— EXERCISE —
Output, without any change, the listing below from its opening line up to and including the line with "let state = AppState::with_config(&config);".

─── SUPPLIED ENTRIES

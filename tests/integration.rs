//! Integration tests for the Streamgate HTTP API.
//!
//! Each test starts an in-memory server on an ephemeral port and uses reqwest
//! to exercise the endpoints, including the SSE stream.

use std::net::SocketAddr;
use std::time::Duration;

use futures_util::StreamExt;
use reqwest::Client;
use serde_json::{Value, json};
use tokio::net::TcpListener;

use streamgate_http::AppState;
use streamgate_service::ServiceConfig;

/// Boots an in-memory Streamgate server on an OS-assigned port.
/// Returns the base URL (e.g. "http://127.0.0.1:12345").
async fn spawn_server_with(config: ServiceConfig) -> String {
    let state = AppState::with_config(&config);
    let app = streamgate_http::router(state);

    let listener = TcpListener::bind("127.0.0.1:0").await.unwrap();
    let addr: SocketAddr = listener.local_addr().unwrap();

    tokio::spawn(streamgate_http::serve(
        listener,
        app,
        std::future::pending(),
    ));

    format!("http://{addr}")
}

async fn spawn_server() -> String {
    spawn_server_with(ServiceConfig::default()).await
}

/// Reads SSE frames off a reqwest byte stream, one `data:` payload at a time.
struct SseReader {
    stream: std::pin::Pin<Box<dyn futures_util::Stream<Item = reqwest::Result<bytes::Bytes>> + Send>>,
    buffer: String,
}

impl SseReader {
    fn new(resp: reqwest::Response) -> Self {
        Self {
            stream: Box::pin(resp.bytes_stream()),
            buffer: String::new(),
        }
    }

    /// Returns the next complete event as (event_name, data), or None at EOF.
    async fn next_event(&mut self) -> Option<(String, Value)> {
        loop {
            if let Some(pos) = self.buffer.find("\n\n") {
                let block: String = self.buffer.drain(..pos + 2).collect();
                let mut event = "message".to_owned();
                let mut data = String::new();
                for line in block.lines() {
                    if let Some(rest) = line.strip_prefix("event:") {
                        event = rest.trim().to_owned();
                    } else if let Some(rest) = line.strip_prefix("data:") {
                        data.push_str(rest.trim_start());
                    }
                }
                if data.is_empty() {
                    continue;
                }
                let value = serde_json::from_str(&data).unwrap_or(Value::String(data));
                return Some((event, value));
            }

            let chunk = self.stream.next().await?.ok()?;
            self.buffer.push_str(std::str::from_utf8(&chunk).unwrap());
        }
    }
}

/// Opens the SSE stream and consumes the initial `session` hello frame.
/// Returns the reader (keep it alive: dropping it disconnects the session)
/// and the announced session id.
async fn connect_stream(base: &str, client: &Client, query: &str) -> (SseReader, String) {
    let resp = client
        .get(format!("{base}/events{query}"))
        .send()
        .await
        .unwrap();
    assert_eq!(resp.status(), 200);
    assert!(
        resp.headers()
            .get("content-type")
            .unwrap()
            .to_str()
            .unwrap()
            .starts_with("text/event-stream")
    );

    let mut reader = SseReader::new(resp);
    let (event, data) = reader.next_event().await.expect("missing hello frame");
    assert_eq!(event, "session");
    let session_id = data["session_id"].as_str().unwrap().to_owned();
    (reader, session_id)
}

// ---------------------------------------------------------------------------
// Health and middleware
// ---------------------------------------------------------------------------

#[tokio::test]
async fn health_returns_ok() {
    let base = spawn_server().await;
    let client = Client::new();

    let resp = client.get(format!("{base}/health")).send().await.unwrap();
    assert_eq!(resp.status(), 200);

    let body: Value = resp.json().await.unwrap();
    assert_eq!(body["status"], "ok");
    assert_eq!(body["version"], env!("CARGO_PKG_VERSION"));
    assert_eq!(body["active_sessions"], 0);
    assert!(body["uptime_seconds"].is_u64());
}

#[tokio::test]
async fn request_id_generated_when_absent() {
    let base = spawn_server().await;
    let client = Client::new();

    let resp = client.get(format!("{base}/health")).send().await.unwrap();
    assert_eq!(resp.status(), 200);

    let request_id = resp
        .headers()
        .get("x-request-id")
        .expect("missing x-request-id");
    // Should be a valid UUID v4
    assert_eq!(request_id.to_str().unwrap().len(), 36);
}

#[tokio::test]
async fn request_id_preserved_when_provided() {
    let base = spawn_server().await;
    let client = Client::new();

    let resp = client
        .get(format!("{base}/health"))
        .header("x-request-id", "my-custom-id-123")
        .send()
        .await
        .unwrap();
    assert_eq!(resp.status(), 200);

    let request_id = resp
        .headers()
        .get("x-request-id")
        .expect("missing x-request-id");
    assert_eq!(request_id.to_str().unwrap(), "my-custom-id-123");
}

// ---------------------------------------------------------------------------
// Message submission and admission
// ---------------------------------------------------------------------------

#[tokio::test]
async fn submit_to_missing_session_returns_404() {
    let base = spawn_server().await;
    let client = Client::new();

    let resp = client
        .post(format!("{base}/sessions/ghost/messages"))
        .json(&json!({"type": "ping"}))
        .send()
        .await
        .unwrap();
    assert_eq!(resp.status(), 404);

    let body: Value = resp.json().await.unwrap();
    assert_eq!(body["error"], "session_not_found");
}

#[tokio::test]
async fn submit_rejects_non_object_payload() {
    let base = spawn_server().await;
    let client = Client::new();

    let (_reader, session_id) = connect_stream(&base, &client, "?session_id=s1").await;

    let resp = client
        .post(format!("{base}/sessions/{session_id}/messages"))
        .json(&json!("just a string"))
        .send()
        .await
        .unwrap();
    assert_eq!(resp.status(), 400);

    let body: Value = resp.json().await.unwrap();
    assert_eq!(body["error"], "bad_request");
}

#[tokio::test]
async fn rate_limit_rejects_with_retry_after() {
    let base = spawn_server_with(ServiceConfig {
        rate_limit_requests: 3,
        rate_limit_window: Duration::from_secs(60),
        // Keep the adaptive layer neutral so exactly 3 requests pass.
        min_multiplier: 1.0,
        max_multiplier: 1.0,
        ..ServiceConfig::default()
    })
    .await;
    let client = Client::new();

    // Admission happens before session lookup: a missing session still
    // consumes a token, so repeated 404s eventually become 429.
    for _ in 0..3 {
        let resp = client
            .post(format!("{base}/sessions/ghost/messages"))
            .json(&json!({}))
            .send()
            .await
            .unwrap();
        assert_eq!(resp.status(), 404);
    }

    let resp = client
        .post(format!("{base}/sessions/ghost/messages"))
        .json(&json!({}))
        .send()
        .await
        .unwrap();
    assert_eq!(resp.status(), 429);

    let retry_after = resp
        .headers()
        .get("retry-after")
        .expect("missing retry-after");
    assert!(retry_after.to_str().unwrap().parse::<u64>().unwrap() >= 1);

    let body: Value = resp.json().await.unwrap();
    assert_eq!(body["error"], "too_many_requests");
}

// ---------------------------------------------------------------------------
// SSE streaming
// ---------------------------------------------------------------------------

#[tokio::test]
async fn sse_stream_delivers_submitted_messages() {
    let base = spawn_server().await;
    let client = Client::new();

    let (mut reader, session_id) =
        connect_stream(&base, &client, "?user_id=u1&session_id=s1").await;
    assert_eq!(session_id, "s1");

    let resp = client
        .post(format!("{base}/sessions/s1/messages"))
        .json(&json!({"type": "chat", "text": "hello"}))
        .send()
        .await
        .unwrap();
    assert_eq!(resp.status(), 200);
    let body: Value = resp.json().await.unwrap();
    assert_eq!(body["accepted"], true);

    let (event, data) = reader.next_event().await.expect("stream ended early");
    assert_eq!(event, "chat");
    assert_eq!(data["text"], "hello");
}

#[tokio::test]
async fn sse_stream_emits_heartbeats_when_idle() {
    let base = spawn_server_with(ServiceConfig {
        heartbeat_interval: Duration::from_millis(200),
        ..ServiceConfig::default()
    })
    .await;
    let client = Client::new();

    let (mut reader, _) = connect_stream(&base, &client, "?user_id=u1").await;

    let (event, data) = tokio::time::timeout(Duration::from_secs(5), reader.next_event())
        .await
        .expect("no heartbeat within 5s")
        .expect("stream ended early");
    assert_eq!(event, "heartbeat");
    assert!(data["timestamp"].is_string());
}

#[tokio::test]
async fn generated_session_id_is_usable_for_submission() {
    let base = spawn_server().await;
    let client = Client::new();

    let (mut reader, session_id) = connect_stream(&base, &client, "").await;
    assert!(!session_id.is_empty());

    let resp = client
        .post(format!("{base}/sessions/{session_id}/messages"))
        .json(&json!({"type": "initialize"}))
        .send()
        .await
        .unwrap();
    assert_eq!(resp.status(), 200);

    let (event, data) = reader.next_event().await.expect("stream ended early");
    assert_eq!(event, "initialize");
    assert_eq!(data["type"], "initialize");
}

// ---------------------------------------------------------------------------
// Admin
// ---------------------------------------------------------------------------

#[tokio::test]
async fn admin_session_lifecycle() {
    let base = spawn_server().await;
    let client = Client::new();

    // Keep the reader alive; dropping it disconnects the session.
    let (_reader, session_id) =
        connect_stream(&base, &client, "?user_id=alice&session_id=s-admin").await;
    assert_eq!(session_id, "s-admin");

    let resp = client
        .get(format!("{base}/admin/sessions"))
        .send()
        .await
        .unwrap();
    assert_eq!(resp.status(), 200);
    let sessions: Value = resp.json().await.unwrap();
    let list = sessions.as_array().unwrap();
    assert_eq!(list.len(), 1);
    assert_eq!(list[0]["session_id"], "s-admin");
    assert_eq!(list[0]["user_id"], "alice");

    let resp = client
        .get(format!("{base}/admin/sessions/s-admin"))
        .send()
        .await
        .unwrap();
    assert_eq!(resp.status(), 200);
    let detail: Value = resp.json().await.unwrap();
    assert_eq!(detail["session_id"], "s-admin");
    assert_eq!(detail["initialized"], false);

    let resp = client
        .get(format!("{base}/admin/sessions/stats"))
        .send()
        .await
        .unwrap();
    assert_eq!(resp.status(), 200);
    let stats: Value = resp.json().await.unwrap();
    assert_eq!(stats["session_count"], 1);
    assert_eq!(stats["sessions_per_user"]["alice"], 1);

    let resp = client
        .delete(format!("{base}/admin/sessions/s-admin"))
        .send()
        .await
        .unwrap();
    assert_eq!(resp.status(), 200);
    let body: Value = resp.json().await.unwrap();
    assert_eq!(body["removed"], true);

    let resp = client
        .get(format!("{base}/admin/sessions/s-admin"))
        .send()
        .await
        .unwrap();
    assert_eq!(resp.status(), 404);
}

#[tokio::test]
async fn admin_rate_limit_stats_and_reset() {
    let base = spawn_server().await;
    let client = Client::new();

    let (_reader, session_id) = connect_stream(&base, &client, "?session_id=s1").await;
    client
        .post(format!("{base}/sessions/{session_id}/messages"))
        .json(&json!({"type": "ping"}))
        .send()
        .await
        .unwrap();

    let resp = client
        .get(format!("{base}/admin/rate-limits"))
        .send()
        .await
        .unwrap();
    assert_eq!(resp.status(), 200);
    let stats: Value = resp.json().await.unwrap();
    let clients = stats.as_array().unwrap();
    assert_eq!(clients.len(), 1);
    let client_id = clients[0]["client_id"].as_str().unwrap().to_owned();
    assert!(clients[0]["utilization"].as_f64().unwrap() > 0.0);

    let resp = client
        .post(format!("{base}/admin/rate-limits/{client_id}/reset"))
        .send()
        .await
        .unwrap();
    assert_eq!(resp.status(), 200);
    let body: Value = resp.json().await.unwrap();
    assert_eq!(body["reset"], true);

    // Resetting an unknown client reports false.
    let resp = client
        .post(format!("{base}/admin/rate-limits/no-such-client/reset"))
        .send()
        .await
        .unwrap();
    let body: Value = resp.json().await.unwrap();
    assert_eq!(body["reset"], false);
}

// ---------------------------------------------------------------------------
// Metrics
// ---------------------------------------------------------------------------

#[tokio::test]
async fn metrics_exposes_prometheus_text() {
    let base = spawn_server().await;
    let client = Client::new();

    let (_reader, session_id) = connect_stream(&base, &client, "?session_id=s1").await;
    client
        .post(format!("{base}/sessions/{session_id}/messages"))
        .json(&json!({"type": "ping"}))
        .send()
        .await
        .unwrap();

    let resp = client.get(format!("{base}/metrics")).send().await.unwrap();
    assert_eq!(resp.status(), 200);
    let text = resp.text().await.unwrap();

    assert!(text.contains("streamgate_active_sessions 1"));
    assert!(text.contains("streamgate_sessions_created_total 1"));
    assert!(text.contains("streamgate_messages_enqueued_total 1"));
    assert!(text.contains("streamgate_uptime_seconds"));
}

──────

— YOUR RESPONSE —
filename tests/integration.rs
//! Integration tests for the Streamgate HTTP API.
//!
//! Each test starts an in-memory server on an ephemeral port and uses reqwest
//! to exercise the endpoints, including the SSE stream.

use std::net::SocketAddr;
use std::time::Duration;

use futures_util::StreamExt;
use reqwest::Client;
use serde_json::{Value, json};
use tokio::net::TcpListener;

use streamgate_http::AppState;
use streamgate_service::ServiceConfig;

/// Boots an in-memory Streamgate server on an OS-assigned port.
/// Returns the base URL (e.g. "http://127.0.0.1:12345").
async fn spawn_server_with(config: ServiceConfig) -> String {
    let state = AppState::with_config(&config);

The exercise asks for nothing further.